**WHAT YOU HAVE TO DO:** Below are some entries; state how many of their lines contain the word "AggregateStore", with nothing else in the reply.

**THE RECORDS:**
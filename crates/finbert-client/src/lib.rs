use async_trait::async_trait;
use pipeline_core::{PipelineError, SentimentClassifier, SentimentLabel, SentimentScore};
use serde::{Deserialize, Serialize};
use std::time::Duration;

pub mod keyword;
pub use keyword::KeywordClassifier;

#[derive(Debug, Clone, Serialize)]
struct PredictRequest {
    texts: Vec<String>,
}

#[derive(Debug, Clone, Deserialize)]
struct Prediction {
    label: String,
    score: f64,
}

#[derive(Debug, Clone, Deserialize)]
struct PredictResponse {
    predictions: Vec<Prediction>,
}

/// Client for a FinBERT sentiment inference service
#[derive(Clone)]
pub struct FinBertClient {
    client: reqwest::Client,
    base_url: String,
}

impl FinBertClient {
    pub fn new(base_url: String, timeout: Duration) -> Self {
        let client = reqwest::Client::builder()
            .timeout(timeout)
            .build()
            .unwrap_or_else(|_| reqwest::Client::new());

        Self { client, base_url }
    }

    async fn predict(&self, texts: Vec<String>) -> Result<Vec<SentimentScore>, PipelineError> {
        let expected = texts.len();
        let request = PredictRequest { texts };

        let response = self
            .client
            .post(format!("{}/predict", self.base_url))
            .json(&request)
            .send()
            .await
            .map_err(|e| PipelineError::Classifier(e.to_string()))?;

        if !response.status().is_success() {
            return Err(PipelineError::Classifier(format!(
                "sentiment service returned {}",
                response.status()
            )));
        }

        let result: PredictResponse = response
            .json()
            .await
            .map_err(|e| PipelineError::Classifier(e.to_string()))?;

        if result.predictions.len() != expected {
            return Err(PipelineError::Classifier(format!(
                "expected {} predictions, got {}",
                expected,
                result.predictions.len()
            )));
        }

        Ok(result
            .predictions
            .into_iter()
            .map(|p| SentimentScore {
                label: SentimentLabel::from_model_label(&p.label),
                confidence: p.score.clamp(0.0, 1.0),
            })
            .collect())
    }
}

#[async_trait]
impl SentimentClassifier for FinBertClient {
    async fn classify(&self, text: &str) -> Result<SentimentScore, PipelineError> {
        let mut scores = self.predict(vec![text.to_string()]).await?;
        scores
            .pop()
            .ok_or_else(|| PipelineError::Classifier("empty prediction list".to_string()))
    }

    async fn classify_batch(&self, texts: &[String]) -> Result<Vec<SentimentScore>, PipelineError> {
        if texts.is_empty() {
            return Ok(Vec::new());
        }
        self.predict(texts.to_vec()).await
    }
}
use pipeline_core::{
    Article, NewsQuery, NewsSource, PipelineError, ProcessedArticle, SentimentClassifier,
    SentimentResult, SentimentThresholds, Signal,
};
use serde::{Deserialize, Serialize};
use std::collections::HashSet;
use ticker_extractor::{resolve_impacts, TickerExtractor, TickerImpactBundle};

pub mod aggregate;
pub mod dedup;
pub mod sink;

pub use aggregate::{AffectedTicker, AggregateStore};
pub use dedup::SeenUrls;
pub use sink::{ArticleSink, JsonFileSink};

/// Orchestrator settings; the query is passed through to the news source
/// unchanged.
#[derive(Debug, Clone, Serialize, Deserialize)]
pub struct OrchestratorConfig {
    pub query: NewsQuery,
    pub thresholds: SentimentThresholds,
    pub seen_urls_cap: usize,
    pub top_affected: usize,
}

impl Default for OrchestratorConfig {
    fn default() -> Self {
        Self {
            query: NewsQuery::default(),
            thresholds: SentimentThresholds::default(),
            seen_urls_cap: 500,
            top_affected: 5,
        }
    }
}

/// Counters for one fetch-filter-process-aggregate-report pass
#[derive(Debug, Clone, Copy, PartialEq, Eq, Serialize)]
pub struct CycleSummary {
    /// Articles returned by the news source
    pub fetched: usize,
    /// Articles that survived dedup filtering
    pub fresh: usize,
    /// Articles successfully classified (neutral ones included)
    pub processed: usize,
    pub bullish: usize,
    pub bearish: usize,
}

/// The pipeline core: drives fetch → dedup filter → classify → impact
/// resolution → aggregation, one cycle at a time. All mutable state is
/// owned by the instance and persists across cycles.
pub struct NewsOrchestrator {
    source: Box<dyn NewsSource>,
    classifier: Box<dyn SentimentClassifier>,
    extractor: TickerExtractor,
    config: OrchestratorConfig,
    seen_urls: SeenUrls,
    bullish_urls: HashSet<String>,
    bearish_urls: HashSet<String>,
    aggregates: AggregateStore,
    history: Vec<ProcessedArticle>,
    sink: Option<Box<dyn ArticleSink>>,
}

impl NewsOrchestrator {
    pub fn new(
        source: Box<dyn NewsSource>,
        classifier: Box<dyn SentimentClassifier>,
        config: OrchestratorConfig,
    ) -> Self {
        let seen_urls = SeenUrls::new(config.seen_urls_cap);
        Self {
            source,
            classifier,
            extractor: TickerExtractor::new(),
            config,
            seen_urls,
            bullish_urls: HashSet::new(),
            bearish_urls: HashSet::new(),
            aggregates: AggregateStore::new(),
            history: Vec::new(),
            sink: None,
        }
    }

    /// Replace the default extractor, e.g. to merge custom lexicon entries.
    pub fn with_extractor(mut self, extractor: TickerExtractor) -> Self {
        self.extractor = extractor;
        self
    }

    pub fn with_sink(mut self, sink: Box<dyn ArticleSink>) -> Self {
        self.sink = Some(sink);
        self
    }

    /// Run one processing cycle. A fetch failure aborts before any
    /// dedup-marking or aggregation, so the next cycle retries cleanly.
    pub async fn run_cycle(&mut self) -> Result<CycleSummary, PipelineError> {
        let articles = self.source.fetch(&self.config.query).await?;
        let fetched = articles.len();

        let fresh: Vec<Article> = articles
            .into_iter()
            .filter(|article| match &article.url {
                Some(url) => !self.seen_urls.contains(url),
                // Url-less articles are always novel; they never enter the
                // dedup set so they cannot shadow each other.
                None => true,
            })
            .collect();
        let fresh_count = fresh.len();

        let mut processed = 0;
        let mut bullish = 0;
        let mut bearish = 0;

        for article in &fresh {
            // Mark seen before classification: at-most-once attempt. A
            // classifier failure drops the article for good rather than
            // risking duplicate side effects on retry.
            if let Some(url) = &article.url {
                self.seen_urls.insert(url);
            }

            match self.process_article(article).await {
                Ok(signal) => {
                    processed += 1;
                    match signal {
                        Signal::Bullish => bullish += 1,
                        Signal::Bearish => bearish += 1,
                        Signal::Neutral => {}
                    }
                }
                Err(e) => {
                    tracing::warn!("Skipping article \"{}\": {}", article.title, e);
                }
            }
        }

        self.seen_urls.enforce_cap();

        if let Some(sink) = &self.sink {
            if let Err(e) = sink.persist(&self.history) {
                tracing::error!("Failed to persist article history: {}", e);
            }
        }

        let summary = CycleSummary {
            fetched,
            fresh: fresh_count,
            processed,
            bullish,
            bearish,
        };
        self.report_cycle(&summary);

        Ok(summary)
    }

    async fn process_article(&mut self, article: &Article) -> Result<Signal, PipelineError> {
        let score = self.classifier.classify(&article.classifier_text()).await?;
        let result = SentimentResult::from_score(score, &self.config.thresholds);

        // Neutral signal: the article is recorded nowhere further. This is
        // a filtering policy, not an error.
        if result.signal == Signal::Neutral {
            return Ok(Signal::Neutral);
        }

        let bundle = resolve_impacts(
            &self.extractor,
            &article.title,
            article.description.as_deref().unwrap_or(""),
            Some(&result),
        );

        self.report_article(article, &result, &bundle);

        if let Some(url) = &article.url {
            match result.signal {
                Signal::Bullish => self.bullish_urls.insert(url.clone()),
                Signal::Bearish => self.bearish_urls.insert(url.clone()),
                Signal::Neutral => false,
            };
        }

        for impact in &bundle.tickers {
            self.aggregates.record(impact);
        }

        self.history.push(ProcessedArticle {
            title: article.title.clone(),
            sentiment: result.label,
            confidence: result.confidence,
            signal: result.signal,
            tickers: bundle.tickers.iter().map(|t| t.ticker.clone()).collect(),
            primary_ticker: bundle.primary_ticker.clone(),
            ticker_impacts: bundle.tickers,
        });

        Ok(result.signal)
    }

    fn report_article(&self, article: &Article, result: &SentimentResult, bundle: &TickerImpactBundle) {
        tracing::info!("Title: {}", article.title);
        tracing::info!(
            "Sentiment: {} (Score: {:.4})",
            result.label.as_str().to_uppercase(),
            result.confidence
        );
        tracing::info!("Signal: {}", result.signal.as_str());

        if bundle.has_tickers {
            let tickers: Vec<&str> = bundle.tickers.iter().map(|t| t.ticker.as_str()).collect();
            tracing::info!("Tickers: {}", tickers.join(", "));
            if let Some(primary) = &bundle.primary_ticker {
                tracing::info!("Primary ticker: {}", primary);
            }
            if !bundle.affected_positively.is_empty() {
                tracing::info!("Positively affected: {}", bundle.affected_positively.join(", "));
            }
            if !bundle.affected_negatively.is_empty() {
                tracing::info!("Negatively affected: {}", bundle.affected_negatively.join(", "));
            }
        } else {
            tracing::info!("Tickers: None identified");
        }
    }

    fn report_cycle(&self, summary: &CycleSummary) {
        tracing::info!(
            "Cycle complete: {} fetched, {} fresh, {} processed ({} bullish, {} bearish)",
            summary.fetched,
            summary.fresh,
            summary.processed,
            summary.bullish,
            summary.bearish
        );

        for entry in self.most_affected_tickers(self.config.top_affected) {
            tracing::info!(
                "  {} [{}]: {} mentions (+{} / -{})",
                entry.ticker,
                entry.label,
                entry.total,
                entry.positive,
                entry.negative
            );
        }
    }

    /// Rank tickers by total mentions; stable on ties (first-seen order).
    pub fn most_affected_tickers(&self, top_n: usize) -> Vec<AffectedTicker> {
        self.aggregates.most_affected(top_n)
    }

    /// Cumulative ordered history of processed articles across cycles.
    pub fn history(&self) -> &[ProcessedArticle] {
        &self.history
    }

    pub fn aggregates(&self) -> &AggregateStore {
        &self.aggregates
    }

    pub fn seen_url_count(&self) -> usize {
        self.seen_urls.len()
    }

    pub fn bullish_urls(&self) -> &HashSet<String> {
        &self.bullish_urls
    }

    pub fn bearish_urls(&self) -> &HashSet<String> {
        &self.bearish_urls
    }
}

**SOLUTION TO THIS EXERCISE:** 4